EARLIER this year, I received the following text message: ‘There is missing information from your Census application. Update your Census application at nationalgov-census.com to avoid persecution and a £1000 fine.’

However keen I was to avoid persecution - I didn’t want gangs turning up chucking bricks through my windows or daubing crosses on my front door - I took a chance and didn’t call back.

It was clearly a scam. Not only did the word persecution leap out at me, but it took two seconds to check the government census website address - census.gov.uk, not nationalgov-census.com.

Thankfully I didn’t hear from them again, but in the past couple of months I have been plagued by messages on both my mobile phone and landline.

One read: ‘HSBC: At 17:16 GMT on 20/05 you added C Jones as a new payee for £250. If this was not you visit https://reviewpayee manager.com/hsbc.

It wasn’t me - I’ve never had an HSBC bank account - and my suspicions were quickly raised, but when I opened the text I admit to also thinking ‘Do I know anyone called C Jones?’

I’m fairly on the ball with stuff like this and I am lucky to have had quite a bit of training through work on how to identify different types of scam, but I still have to think carefully as to whether some messages I receive are real.

Last week I received a landline call from my ‘internet provider’ saying that unless I pressed a certain number to connect, my internet service would be cut off. I dismissed it as a scam, but two days later my internet wasn’t working. ‘That call was real’, I thought, before using the age-old trick of turning it off and on, which, to my relief, worked.

That’s the problem, sometimes it’s hard to tell what’s real and what’s not. Scams have moved on from the ‘Nigerian prince wants your help to access his missing millions’ type messages that, amazingly, some people still fall for.

Now they are far more sophisticated and convincing. The number of scams flying around has leapt by 66 per cent in the UK during lockdown. The National Cyber Security Centre has removed more online scams in the last 12-months than in the previous three years combined.

You can imagine how frantic I was when I received a call from my youngest daughter at 2am one night. She told me she had been called by her bank who informed her that her card details were being used to make purchases in Miami, and was she there?

“You haven’t given them any details, have you?” I asked. To my horror, she had, adding that she thought it was genuine as they had all her security information. I managed to contact her bank, who then called her for permission to speak to me. Incredibly, it turned out to be bonafide.

People of all ages fall victim. Even TV’s money-saving expert Martin Lewis has been targeted. Last month he jokingly questioned how the scammers dared to try and take his money with a fake HSBC link. Like me, he doesn’t have an account with them.
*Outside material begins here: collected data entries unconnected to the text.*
// Copyright 2026 Phillip Cloud
// Licensed under the Apache License, Version 2.0

use anyhow::{Result, anyhow};
use std::thread;
use std::time::Duration;
use time::{Date, Month, Time};
use tiny_http::{Header, Method, Response, Server};
use vetdesk_api::Client;
use vetdesk_app::{NewAppointment, PetId};

fn json_response(body: &str, status: u16) -> Response<std::io::Cursor<Vec<u8>>> {
    Response::from_string(body)
        .with_status_code(status)
        .with_header(
            Header::from_bytes("Content-Type", "application/json")
                .expect("valid content type header"),
        )
}

fn appointment() -> Result<NewAppointment> {
    Ok(NewAppointment {
        pet_id: PetId::new(4),
        kind: "Consulta".to_owned(),
        duration_minutes: 30,
        notes: "control anual".to_owned(),
        date: Date::from_calendar_date(2026, Month::March, 9)?,
        time: Time::from_hms(10, 30, 0)?,
    })
}

#[test]
fn unreachable_server_error_explains_the_fix() {
    let client =
        Client::new("http://127.0.0.1:1", Duration::from_millis(50)).expect("client should build");

    let error = client
        .ping()
        .expect_err("ping should fail for unreachable endpoint");
    assert!(error.to_string().contains("server.base_url"));
}

#[test]
fn day_fetch_hits_dated_path_and_parses_citas() -> Result<()> {
    let server =
        Server::http("127.0.0.1:0").map_err(|error| anyhow!("start mock server: {error}"))?;
    let addr = format!("http://{}", server.server_addr());

    let handle = thread::spawn(move || {
        let request = server.recv().expect("request expected");
        assert_eq!(request.method(), &Method::Get);
        assert_eq!(request.url(), "/agenda/citas-dia/2026-03-09/");
        let body = r#"{"citas":[
            {"hora":"09:00","tipo":"Consulta","mascota":"Luna"},
            {"hora":"15:30","tipo":"Vacunación","mascota":"Toby"}
        ]}"#;
        request
            .respond(json_response(body, 200))
            .expect("response should succeed");
    });

    let client = Client::new(&addr, Duration::from_secs(1))?;
    let appointments =
        client.appointments_for_day(Date::from_calendar_date(2026, Month::March, 9)?)?;
    assert_eq!(appointments.len(), 2);
    assert_eq!(appointments[1].time, Time::from_hms(15, 30, 0)?);
    assert_eq!(appointments[1].kind, "Vacunación");

    handle.join().expect("server thread should join");
    Ok(())
}

#[test]
fn day_fetch_rejects_malformed_times() -> Result<()> {
    let server =
        Server::http("127.0.0.1:0").map_err(|error| anyhow!("start mock server: {error}"))?;
    let addr = format!("http://{}", server.server_addr());

    let handle = thread::spawn(move || {
        let request = server.recv().expect("request expected");
        let body = r#"{"citas":[{"hora":"mediodía","tipo":"Consulta","mascota":"Luna"}]}"#;
        request
            .respond(json_response(body, 200))
            .expect("response should succeed");
    });

    let client = Client::new(&addr, Duration::from_secs(1))?;
    let error = client
        .appointments_for_day(Date::from_calendar_date(2026, Month::March, 9)?)
        .expect_err("bad time should fail");
    assert!(error.to_string().contains("HH:MM"));

    handle.join().expect("server thread should join");
    Ok(())
}

#[test]
fn create_posts_server_field_names() -> Result<()> {
    let server =
        Server::http("127.0.0.1:0").map_err(|error| anyhow!("start mock server: {error}"))?;
    let addr = format!("http://{}", server.server_addr());

    let handle = thread::spawn(move || {
        let mut request = server.recv().expect("request expected");
        assert_eq!(request.method(), &Method::Post);
        assert_eq!(request.url(), "/agenda/crear/");
        let mut body = String::new();
        request
            .as_reader()
            .read_to_string(&mut body)
            .expect("read request body");
        let json: serde_json::Value = serde_json::from_str(&body).expect("json body");
        assert_eq!(json["mascota_id"], 4);
        assert_eq!(json["tipo"], "Consulta");
        assert_eq!(json["duracion"], 30);
        assert_eq!(json["notas"], "control anual");
        assert_eq!(json["fecha"], "2026-03-09");
        assert_eq!(json["hora"], "10:30");
        request
            .respond(json_response(r#"{"success":true}"#, 200))
            .expect("response should succeed");
    });

    let client = Client::new(&addr, Duration::from_secs(1))?;
    client.create_appointment(&appointment()?)?;

    handle.join().expect("server thread should join");
    Ok(())
}

#[test]
fn create_surfaces_rejection_message() -> Result<()> {
    let server =
        Server::http("127.0.0.1:0").map_err(|error| anyhow!("start mock server: {error}"))?;
    let addr = format!("http://{}", server.server_addr());

    let handle = thread::spawn(move || {
        let request = server.recv().expect("request expected");
        request
            .respond(json_response(r#"{"success":false,"error":"Horario no disponible"}"#, 200))
            .expect("response should succeed");
        let request = server.recv().expect("request expected");
        request
            .respond(json_response(r#"{"success":false}"#, 200))
            .expect("response should succeed");
        let request = server.recv().expect("request expected");
        request
            .respond(json_response(r#"{"detail":"No autorizado"}"#, 403))
            .expect("response should succeed");
    });

    let client = Client::new(&addr, Duration::from_secs(1))?;
    let appointment = appointment()?;

    let error = client
        .create_appointment(&appointment)
        .expect_err("rejected");
    assert_eq!(error.to_string(), "Horario no disponible");

    let error = client
        .create_appointment(&appointment)
        .expect_err("rejected");
    assert_eq!(error.to_string(), "server rejected the appointment");

    let error = client
        .create_appointment(&appointment)
        .expect_err("forbidden");
    assert_eq!(error.to_string(), "server error (403): No autorizado");

    handle.join().expect("server thread should join");
    Ok(())
}

#[test]
fn ping_accepts_any_non_server_error() -> Result<()> {
    let server =
        Server::http("127.0.0.1:0").map_err(|error| anyhow!("start mock server: {error}"))?;
    let addr = format!("http://{}", server.server_addr());

    let handle = thread::spawn(move || {
        let request = server.recv().expect("request expected");
        assert_eq!(request.url(), "/");
        request
            .respond(Response::from_string("not found").with_status_code(404))
            .expect("response should succeed");
        let request = server.recv().expect("request expected");
        request
            .respond(Response::from_string("boom").with_status_code(503))
            .expect("response should succeed");
    });

    let client = Client::new(&addr, Duration::from_secs(1))?;
    client.ping()?;
    let error = client.ping().expect_err("503 should fail");
    assert_eq!(error.to_string(), "server error (503): boom");

    handle.join().expect("server thread should join");
    Ok(())
}
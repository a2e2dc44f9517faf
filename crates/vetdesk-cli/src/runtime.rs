// Copyright 2026 Phillip Cloud
// Licensed under the Apache License, Version 2.0

use anyhow::{Context, Result, anyhow, bail};
use std::collections::BTreeMap;
use std::fs;
use std::path::{Path, PathBuf};
use std::sync::mpsc::Sender;
use std::thread;
use time::Date;
use tracing::{debug, warn};
use vetdesk_app::{Appointment, Catalog, NewAppointment};
use vetdesk_tui::{AppRuntime, InternalEvent};
use vetdesk_ui::DayRequest;

pub fn load_catalog_file(path: &Path) -> Result<Catalog> {
    let raw = fs::read_to_string(path).with_context(|| {
        format!(
            "read catalog {} -- check [catalog] path in the config",
            path.display()
        )
    })?;
    serde_json::from_str(&raw).with_context(|| format!("decode catalog {}", path.display()))
}

/// Talks to the clinic server; the catalog comes from a local JSON file.
pub struct HttpRuntime {
    client: vetdesk_api::Client,
    catalog_path: Option<PathBuf>,
}

impl HttpRuntime {
    pub fn new(client: vetdesk_api::Client, catalog_path: Option<PathBuf>) -> Self {
        Self {
            client,
            catalog_path,
        }
    }
}

impl AppRuntime for HttpRuntime {
    fn load_catalog(&mut self) -> Result<Catalog> {
        match &self.catalog_path {
            Some(path) => load_catalog_file(path),
            None => {
                warn!("no [catalog] path configured; starting with an empty catalog");
                Ok(Catalog::default())
            }
        }
    }

    fn fetch_day(&mut self, date: Date) -> Result<Vec<Appointment>> {
        self.client.appointments_for_day(date)
    }

    fn create_appointment(&mut self, appointment: &NewAppointment) -> Result<()> {
        self.client.create_appointment(appointment)
    }

    fn spawn_fetch_day(&mut self, request: DayRequest, tx: Sender<InternalEvent>) -> Result<()> {
        let client = self.client.clone();
        thread::Builder::new()
            .name("agenda-fetch".to_owned())
            .spawn(move || {
                let result = client
                    .appointments_for_day(request.date)
                    .map_err(|error| format!("{error:#}"));
                debug!(
                    token = request.token,
                    ok = result.is_ok(),
                    "agenda fetch finished"
                );
                let _ = tx.send(InternalEvent::DayLoaded {
                    token: request.token,
                    result,
                });
            })
            .context("spawn agenda fetch worker")?;
        Ok(())
    }

    fn spawn_create_appointment(
        &mut self,
        appointment: NewAppointment,
        tx: Sender<InternalEvent>,
    ) -> Result<()> {
        let client = self.client.clone();
        thread::Builder::new()
            .name("appointment-save".to_owned())
            .spawn(move || {
                let result = client
                    .create_appointment(&appointment)
                    .map_err(|error| format!("{error:#}"));
                debug!(ok = result.is_ok(), "appointment save finished");
                let _ = tx.send(InternalEvent::AppointmentSaved { result });
            })
            .context("spawn appointment save worker")?;
        Ok(())
    }
}

/// In-process agenda over the seeded demo catalog.
pub struct DemoRuntime {
    catalog: Catalog,
    days: BTreeMap<Date, Vec<Appointment>>,
}

impl DemoRuntime {
    pub fn new() -> Self {
        Self {
            catalog: vetdesk_testkit::demo_catalog(),
            days: BTreeMap::new(),
        }
    }

    /// Seeds a day on first visit so later bookings stick.
    fn day(&mut self, date: Date) -> &mut Vec<Appointment> {
        let catalog = &self.catalog;
        self.days
            .entry(date)
            .or_insert_with(|| vetdesk_testkit::demo_appointments(catalog, date))
    }
}

impl Default for DemoRuntime {
    fn default() -> Self {
        Self::new()
    }
}

impl AppRuntime for DemoRuntime {
    fn load_catalog(&mut self) -> Result<Catalog> {
        Ok(self.catalog.clone())
    }

    fn fetch_day(&mut self, date: Date) -> Result<Vec<Appointment>> {
        Ok(self.day(date).clone())
    }

    fn create_appointment(&mut self, appointment: &NewAppointment) -> Result<()> {
        let pet = self
            .catalog
            .pets
            .iter()
            .find(|pet| pet.id == appointment.pet_id)
            .map(|pet| pet.name.clone())
            .ok_or_else(|| anyhow!("pet {} is not in the catalog", appointment.pet_id))?;

        let day = self.day(appointment.date);
        if day.iter().any(|taken| taken.time == appointment.time) {
            bail!("Horario no disponible");
        }
        day.push(Appointment {
            time: appointment.time,
            kind: appointment.kind.clone(),
            pet,
        });
        day.sort_by_key(|taken| taken.time);
        Ok(())
    }
}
New rackets include requests for parcel delivery costs. It starts with a text about a small fee for a package and can end with criminals emptying your bank account, as they did recently to a couple in Somerset. With so many people at home ordering goods and services online, they didn’t think it was unusual. The ease of it all is quite frightening.

A spokesperson for Trading Standards said this sort of scam was very common and that Covid was “a scammers dream”.

It makes you wonder if it is safer to keep all your savings under the mattress.